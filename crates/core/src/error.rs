use crate::types::DbId;

#[derive(Debug, thiserror::Error)]
pub enum CoreError {
    #[error("Entity not found: {entity} with id {id}")]
    NotFound { entity: &'static str, id: DbId },

    #[error("Validation failed: {0}")]
    Validation(String),
}

impl From<validator::ValidationErrors> for CoreError {
    /// Flatten field errors into one message, sorted by field name so the
    /// rendered text is stable.
    fn from(errors: validator::ValidationErrors) -> Self {
        let mut messages: Vec<String> = errors
            .field_errors()
            .into_iter()
            .flat_map(|(field, errs)| {
                let field = field.to_string();
                errs.iter().map(move |e| match &e.message {
                    Some(msg) => format!("{field}: {msg}"),
                    None => format!("{field}: {}", e.code),
                })
            })
            .collect();
        messages.sort();
        CoreError::Validation(messages.join("; "))
    }
}

#[cfg(test)]
mod tests {
    use super::*;
    use validator::{ValidationError, ValidationErrors};

    #[test]
    fn validation_errors_are_sorted_by_field() {
        let mut errors = ValidationErrors::new();
        errors.add(
            "venue",
            ValidationError::new("length").with_message("too long".into()),
        );
        errors.add("invitation", ValidationError::new("length"));

        let core: CoreError = errors.into();
        match core {
            CoreError::Validation(msg) => {
                assert_eq!(msg, "invitation: length; venue: too long");
            }
            other => panic!("expected Validation, got {other:?}"),
        }
    }
}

-.-.-

What is required –
Repeat the data in its entirety, character for character.

Your solution –
filename crates/core/src/error.rs
use crate::types::DbId;

#[derive(Debug, thiserror::Error)]
pub enum CoreError {
    #[error("Entity not found: {entity} with id {id}")]
    NotFound { entity: &'static str, id: DbId },

    #[error("Validation failed: {0}")]
    Validation(String),
}

impl From<validator::ValidationErrors> for CoreError {
    /// Flatten field errors into one message, sorted by field name so the
    /// rendered text is stable.
    fn from(errors: validator::ValidationErrors) -> Self {
        let mut messages: Vec<String> = errors
            .field_errors()
            .into_iter()
            .flat_map(|(field, errs)| {
                let field = field.to_string();
                errs.iter().map(move |e| match &e.message {
                    Some(msg) => format!("{field}: {msg}"),
                    None => format!("{field}: {}", e.code),
                })
            })
            .collect();
        messages.sort();
        CoreError::Validation(messages.join("; "))
    }
}

#[cfg(test)]
mod tests {
    use super::*;
    use validator::{ValidationError, ValidationErrors};

    #[test]
    fn validation_errors_are_sorted_by_field() {
        let mut errors = ValidationErrors::new();
        errors.add(
            "venue",
            ValidationError::new("length").with_message("too long".into()),
        );
        errors.add("invitation", ValidationError::new("length"));

        let core: CoreError = errors.into();
        match core {
            CoreError::Validation(msg) => {
                assert_eq!(msg, "invitation: length; venue: too long");
            }
            other => panic!("expected Validation, got {other:?}"),
        }
    }
}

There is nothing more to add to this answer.